Film éclaté s’il en fut, Billy n’en est pas moins une œuvre très construite, avec ses trois temps et une progression qui, des faits à l’identification de la maladie qui hante la vie de Billy, débouche sur une apothéose bouleversante où Billy demande à prendre la parole lui-même. Le travail de la cinéaste est ici patent : à partir d’un matériau énorme autant qu’informe, elle a su articuler un discours qui devient un plaidoyer en faveur d’une compréhension active de ce qu’est la schizophrénie et de la place qu’elle occupe, à notre insu, dans nos sociétés. Il va sans dire que l’étape du montage, qui s’est poursuivie pendant quatre ans, a été déterminante dans la mise en forme du film, et on ne sera pas surpris de voir le nom de trois monteur·se·s au générique de fin. Derrière ses allures de bombe à retardement, le film a son rythme bien à lui, avec ses collages animés qui sont autant de digressions qui toujours viennent enrichir le portrait de cet homme torturé, « pas dépressif, pessimiste », comme il aime à nous le dire.
Une autre composante essentielle de ce portrait est le traitement de la bande sonore. Complexe, loin de toute préoccupation réaliste ou illustrative, elle veut évoquer les voix qui assaillent le cerveau de Billy – la ventilation de la pièce de l’interrogatoire devenant même une de ces « voix » – et sont partie intégrante de sa souffrance. Le grand art de Benoît Dame a été ici très précieux et la conception sonore dont il est responsable participe étroitement à notre engagement vis-à-vis de Billy et à notre souhait de faire route avec lui.
Si, comme le prétend Billy, « la folie est une espèce de bleu insupportable » (comme l’auto qui le ramène en prison), son univers est très largement coloré et l’écran régulièrement éclate sous la poussée de pixels multicolores et, comme le son, cet usage de la couleur est hautement stylisé, fidèle à l’imaginaire de Billy.
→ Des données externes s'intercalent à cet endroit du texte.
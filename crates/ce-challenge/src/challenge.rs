// challenge.rs — Challenge: the in-memory record being edited.
//
// The record mixes strongly-typed fields (the ones the editor reasons
// about: name, track, prizes, phases, ...) with an open map of any other
// fields the backend sends or the form writes (checkbox groups, legacy
// `terms`, `checkpointPrizes`, ...). Both halves are addressable by their
// wire name through `field()` / `set_field()`, which is what the intent
// applicators build on.
//
// Deserialization is lenient so seeding stays total: `null` collections
// become empty, numbers may arrive as display strings, and a malformed
// start date is dropped instead of failing the whole record.

use std::path::Path;

use chrono::{DateTime, Duration, Utc};
use serde::{Deserialize, Serialize};
use serde_json::{Map, Value};

use crate::currency;
use crate::error::ChallengeError;

/// Status sent on auto-save when the record has none yet.
pub const STATUS_DRAFT: &str = "Draft";

/// Status sent when the challenge is launched.
pub const STATUS_ACTIVE: &str = "Active";

/// One prize inside a prize set. `value` is kept in display form.
#[derive(Debug, Clone, PartialEq, Eq, Default, Serialize, Deserialize)]
pub struct Prize {
    #[serde(rename = "type", default, deserialize_with = "de::text")]
    pub kind: String,

    #[serde(default, deserialize_with = "de::text")]
    pub value: String,
}

/// A group of prizes, e.g. "Challenge prizes" or "Copilot payment".
#[derive(Debug, Clone, PartialEq, Eq, Default, Serialize, Deserialize)]
pub struct PrizeSet {
    #[serde(rename = "type", default, deserialize_with = "de::text")]
    pub kind: String,

    #[serde(default, deserialize_with = "de::null_as_default")]
    pub prizes: Vec<Prize>,
}

/// A selected phase of the challenge timeline.
#[derive(Debug, Clone, PartialEq, Default, Serialize, Deserialize)]
#[serde(rename_all = "camelCase")]
pub struct Phase {
    #[serde(default, deserialize_with = "de::text")]
    pub phase_id: String,

    #[serde(default, deserialize_with = "de::integer")]
    pub duration: i64,

    /// Backend-provided phase fields (scheduled dates, names, ...).
    #[serde(flatten)]
    pub extra: Map<String, Value>,
}

impl Phase {
    pub fn new(phase_id: impl Into<String>, duration: i64) -> Self {
        Self {
            phase_id: phase_id.into(),
            duration,
            extra: Map::new(),
        }
    }
}

/// A file attached to the challenge.
#[derive(Debug, Clone, PartialEq, Eq, Default, Serialize, Deserialize)]
#[serde(rename_all = "camelCase")]
pub struct Attachment {
    /// Remote id, present once the upload has been registered.
    #[serde(default, skip_serializing_if = "Option::is_none")]
    pub id: Option<String>,

    #[serde(default, deserialize_with = "de::text")]
    pub file_name: String,

    #[serde(default, skip_serializing_if = "Option::is_none")]
    pub size: Option<u64>,

    #[serde(default, skip_serializing_if = "Option::is_none")]
    pub url: Option<String>,
}

impl Attachment {
    pub fn new(file_name: impl Into<String>, size: u64) -> Self {
        Self {
            id: None,
            file_name: file_name.into(),
            size: Some(size),
            url: None,
        }
    }
}

/// The challenge record.
#[derive(Debug, Clone, PartialEq, Default, Serialize, Deserialize)]
#[serde(rename_all = "camelCase")]
pub struct Challenge {
    /// Remote identity. Assigned by seeding from fetched details; never
    /// changed by an edit intent.
    #[serde(default, skip_serializing_if = "Option::is_none", deserialize_with = "de::handle")]
    pub id: Option<String>,

    #[serde(default, deserialize_with = "de::text")]
    pub name: String,

    #[serde(default, deserialize_with = "de::text")]
    pub description: String,

    #[serde(default, deserialize_with = "de::text")]
    pub private_description: String,

    #[serde(default, deserialize_with = "de::text")]
    pub track: String,

    #[serde(default, deserialize_with = "de::text")]
    pub type_id: String,

    #[serde(default, skip_serializing_if = "Option::is_none", deserialize_with = "de::handle")]
    pub status: Option<String>,

    #[serde(default, deserialize_with = "de::list")]
    pub tags: Vec<String>,

    #[serde(default, deserialize_with = "de::list")]
    pub groups: Vec<String>,

    #[serde(default, deserialize_with = "de::list")]
    pub terms_ids: Vec<String>,

    #[serde(default, deserialize_with = "de::null_as_default")]
    pub prize_sets: Vec<PrizeSet>,

    #[serde(default, deserialize_with = "de::null_as_default")]
    pub phases: Vec<Phase>,

    #[serde(default, deserialize_with = "de::null_as_default")]
    pub attachments: Vec<Attachment>,

    /// Member handle of the assigned copilot.
    #[serde(default, skip_serializing_if = "Option::is_none", deserialize_with = "de::handle")]
    pub copilot: Option<String>,

    /// Member handle of the assigned reviewer.
    #[serde(default, skip_serializing_if = "Option::is_none", deserialize_with = "de::handle")]
    pub reviewer: Option<String>,

    #[serde(default, deserialize_with = "de::integer")]
    pub copilot_fee: i64,

    #[serde(default, deserialize_with = "de::integer")]
    pub review_cost: i64,

    #[serde(default, skip_serializing_if = "Option::is_none", deserialize_with = "de::timestamp")]
    pub start_date: Option<DateTime<Utc>>,

    /// Set when a submit was attempted on an invalid record, so field
    /// components can show their errors.
    #[serde(default, skip_serializing_if = "std::ops::Not::not")]
    pub submit_triggered: bool,

    /// Every other field, keyed by wire name.
    #[serde(flatten)]
    pub extra: Map<String, Value>,
}

impl Challenge {
    /// The blank record a new challenge starts from.
    pub fn template(now: DateTime<Utc>) -> Self {
        Self {
            start_date: Some(now + Duration::hours(1)),
            ..Self::default()
        }
    }

    /// Seed a record for an existing challenge: fetched `details` are laid
    /// over the template and `attachments` replaces whatever the details
    /// carried.
    ///
    /// Fields are applied one at a time, so a value of the wrong shape only
    /// loses that field.
    pub fn seeded(details: &Value, attachments: Vec<Attachment>, now: DateTime<Utc>) -> Self {
        let mut challenge = Self::template(now);
        match details {
            Value::Object(fields) => {
                for (key, value) in fields {
                    match key.as_str() {
                        "id" => challenge.id = optional_text(value.clone()),
                        "attachments" => {}
                        _ => challenge.set_field(key, value.clone()),
                    }
                }
            }
            Value::Null => {}
            _ => tracing::warn!("challenge details are not an object, using template"),
        }
        challenge.attachments = attachments;
        challenge
    }

    /// Parse a record from JSON text.
    pub fn from_json(json: &str) -> Result<Self, ChallengeError> {
        Ok(serde_json::from_str(json)?)
    }

    /// Read a record from a JSON file.
    pub fn load(path: &Path) -> Result<Self, ChallengeError> {
        let json = std::fs::read_to_string(path).map_err(|source| ChallengeError::IoError {
            path: path.display().to_string(),
            source,
        })?;
        Self::from_json(&json)
    }

    /// The status auto-save should send: the record's own, else `Draft`.
    pub fn status_or_draft(&self) -> &str {
        match self.status.as_deref() {
            Some(status) if !status.is_empty() => status,
            _ => STATUS_DRAFT,
        }
    }

    /// Remote ids of the attachments that have been registered.
    pub fn attachment_ids(&self) -> Vec<String> {
        self.attachments
            .iter()
            .filter_map(|attachment| attachment.id.clone())
            .collect()
    }

    /// Read any field by wire name. Absent fields read as `null`.
    pub fn field(&self, name: &str) -> Value {
        match name {
            "id" => to_value(&self.id),
            "name" => Value::String(self.name.clone()),
            "description" => Value::String(self.description.clone()),
            "privateDescription" => Value::String(self.private_description.clone()),
            "track" => Value::String(self.track.clone()),
            "typeId" => Value::String(self.type_id.clone()),
            "status" => to_value(&self.status),
            "tags" => to_value(&self.tags),
            "groups" => to_value(&self.groups),
            "termsIds" => to_value(&self.terms_ids),
            "prizeSets" => to_value(&self.prize_sets),
            "phases" => to_value(&self.phases),
            "attachments" => to_value(&self.attachments),
            "copilot" => to_value(&self.copilot),
            "reviewer" => to_value(&self.reviewer),
            "copilotFee" => Value::from(self.copilot_fee),
            "reviewCost" => Value::from(self.review_cost),
            "startDate" => to_value(&self.start_date),
            "submitTriggered" => Value::Bool(self.submit_triggered),
            other => self.extra.get(other).cloned().unwrap_or(Value::Null),
        }
    }

    /// Write any field by wire name.
    ///
    /// Never fails. `null` clears a field. A value whose shape does not fit
    /// a typed field leaves that field unchanged. `id` is not writable here.
    pub fn set_field(&mut self, name: &str, value: Value) {
        match name {
            "id" => tracing::debug!("ignoring write to challenge id"),
            "name" => assign_text(&mut self.name, value),
            "description" => assign_text(&mut self.description, value),
            "privateDescription" => assign_text(&mut self.private_description, value),
            "track" => assign_text(&mut self.track, value),
            "typeId" => assign_text(&mut self.type_id, value),
            "status" => self.status = optional_text(value),
            "tags" => assign_list(&mut self.tags, value),
            "groups" => assign_list(&mut self.groups, value),
            "termsIds" => assign_list(&mut self.terms_ids, value),
            "prizeSets" => assign_typed(name, &mut self.prize_sets, value),
            "phases" => assign_typed(name, &mut self.phases, value),
            "attachments" => assign_typed(name, &mut self.attachments, value),
            "copilot" => self.copilot = optional_text(value),
            "reviewer" => self.reviewer = optional_text(value),
            "copilotFee" => self.copilot_fee = integer_of(&value),
            "reviewCost" => self.review_cost = integer_of(&value),
            "startDate" => match value {
                Value::Null => self.start_date = None,
                Value::String(s) => match s.parse::<DateTime<Utc>>() {
                    Ok(date) => self.start_date = Some(date),
                    Err(e) => tracing::debug!("ignoring malformed startDate {:?}: {}", s, e),
                },
                _ => tracing::debug!("ignoring non-string startDate"),
            },
            "submitTriggered" => self.submit_triggered = value.as_bool().unwrap_or(false),
            other => {
                if value.is_null() {
                    self.extra.remove(other);
                } else {
                    self.extra.insert(other.to_string(), value);
                }
            }
        }
    }

    /// Drop a field entirely. Typed fields are reset to their empty value.
    pub fn remove_field(&mut self, name: &str) {
        self.set_field(name, Value::Null);
    }
}

fn to_value<T: Serialize>(value: &T) -> Value {
    serde_json::to_value(value).unwrap_or_default()
}

fn assign_text(slot: &mut String, value: Value) {
    match value {
        Value::Null => slot.clear(),
        Value::String(s) => *slot = s,
        Value::Number(n) => *slot = n.to_string(),
        Value::Bool(b) => *slot = b.to_string(),
        _ => tracing::debug!("ignoring structured value for text field"),
    }
}

fn optional_text(value: Value) -> Option<String> {
    match value {
        Value::String(s) if !s.trim().is_empty() => Some(s),
        Value::Number(n) => Some(n.to_string()),
        _ => None,
    }
}

fn assign_list(slot: &mut Vec<String>, value: Value) {
    match value {
        Value::Null => slot.clear(),
        Value::String(s) => *slot = split_list(&s),
        Value::Array(items) => {
            *slot = items
                .into_iter()
                .filter_map(|item| match item {
                    Value::String(s) => Some(s),
                    Value::Number(n) => Some(n.to_string()),
                    _ => None,
                })
                .collect()
        }
        _ => tracing::debug!("ignoring non-list value for list field"),
    }
}

fn assign_typed<T>(name: &str, slot: &mut T, value: Value)
where
    T: serde::de::DeserializeOwned + Default,
{
    if value.is_null() {
        *slot = T::default();
        return;
    }
    match serde_json::from_value::<T>(value) {
        Ok(parsed) => *slot = parsed,
        Err(e) => tracing::debug!("ignoring malformed value for {}: {}", name, e),
    }
}

/// Numeric reading used for currency-tagged fields: numbers pass through
/// (fractions truncated), strings go through the currency parser, anything
/// else is 0.
pub(crate) fn integer_of(value: &Value) -> i64 {
    match value {
        Value::Number(n) => n
            .as_i64()
            .or_else(|| n.as_f64().map(|f| f.trunc() as i64))
            .unwrap_or(0),
        Value::String(s) => currency::parse_integer(s, Some(currency::DOLLAR)),
        _ => 0,
    }
}

/// Split comma-delimited input, trimming entries and dropping empty ones.
pub fn split_list(raw: &str) -> Vec<String> {
    raw.split(',')
        .map(str::trim)
        .filter(|item| !item.is_empty())
        .map(str::to_string)
        .collect()
}

/// Lenient field deserializers.
mod de {
    use chrono::{DateTime, Utc};
    use serde::{Deserialize, Deserializer};
    use serde_json::Value;

    pub fn null_as_default<'de, D, T>(deserializer: D) -> Result<T, D::Error>
    where
        D: Deserializer<'de>,
        T: Deserialize<'de> + Default,
    {
        Ok(Option::<T>::deserialize(deserializer)?.unwrap_or_default())
    }

    pub fn text<'de, D>(deserializer: D) -> Result<String, D::Error>
    where
        D: Deserializer<'de>,
    {
        Ok(match Value::deserialize(deserializer)? {
            Value::String(s) => s,
            Value::Number(n) => n.to_string(),
            Value::Bool(b) => b.to_string(),
            _ => String::new(),
        })
    }

    pub fn handle<'de, D>(deserializer: D) -> Result<Option<String>, D::Error>
    where
        D: Deserializer<'de>,
    {
        Ok(super::optional_text(Value::deserialize(deserializer)?))
    }

    pub fn list<'de, D>(deserializer: D) -> Result<Vec<String>, D::Error>
    where
        D: Deserializer<'de>,
    {
        let mut items = Vec::new();
        super::assign_list(&mut items, Value::deserialize(deserializer)?);
        Ok(items)
    }

    pub fn integer<'de, D>(deserializer: D) -> Result<i64, D::Error>
    where
        D: Deserializer<'de>,
    {
        Ok(super::integer_of(&Value::deserialize(deserializer)?))
    }

    pub fn timestamp<'de, D>(deserializer: D) -> Result<Option<DateTime<Utc>>, D::Error>
    where
        D: Deserializer<'de>,
    {
        Ok(match Value::deserialize(deserializer)? {
            Value::String(s) => s.parse::<DateTime<Utc>>().ok(),
            _ => None,
        })
    }
}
La cinéaste n’hésite jamais à faire violence à l’image, à déchirer l’écran au besoin, bousculant les images pour mieux organiser leur désordre apparent.
L’histoire de Billy, telle que nous la propose Lawrence Côté-Collins, se déroule sur une vingtaine d’années et c’est là aussi une des grandes réussites du film : à partir d’éléments littéralement trouvés dans une valise oubliée, recréer la vie éminemment complexe d’un homme qui se cherche, ignorant qu’un mal terrible lui barre le chemin. La découverte de sa schizophrénie est une délivrance pour Billy qui pourra enfin être « déprogrammé », comme il aime le dire, mais c’est aussi un événement tragique dûment inscrit dans son beau visage dans la séquence finale du film.
Lawrence Côté-Collins souhaite vivement que Billy soit un outil de sensibilisation à la schizophrénie, ce qu’il est sûrement. Mais c’est aussi une œuvre de cinéma, aussi originale que dérangeante, une œuvre éminemment personnelle qui allie harmonieusement information et émotion.
[1] Un court extrait de Pas de gain, pas de pain (2009) vient nous le rappeler, en un rapide clin d’œil.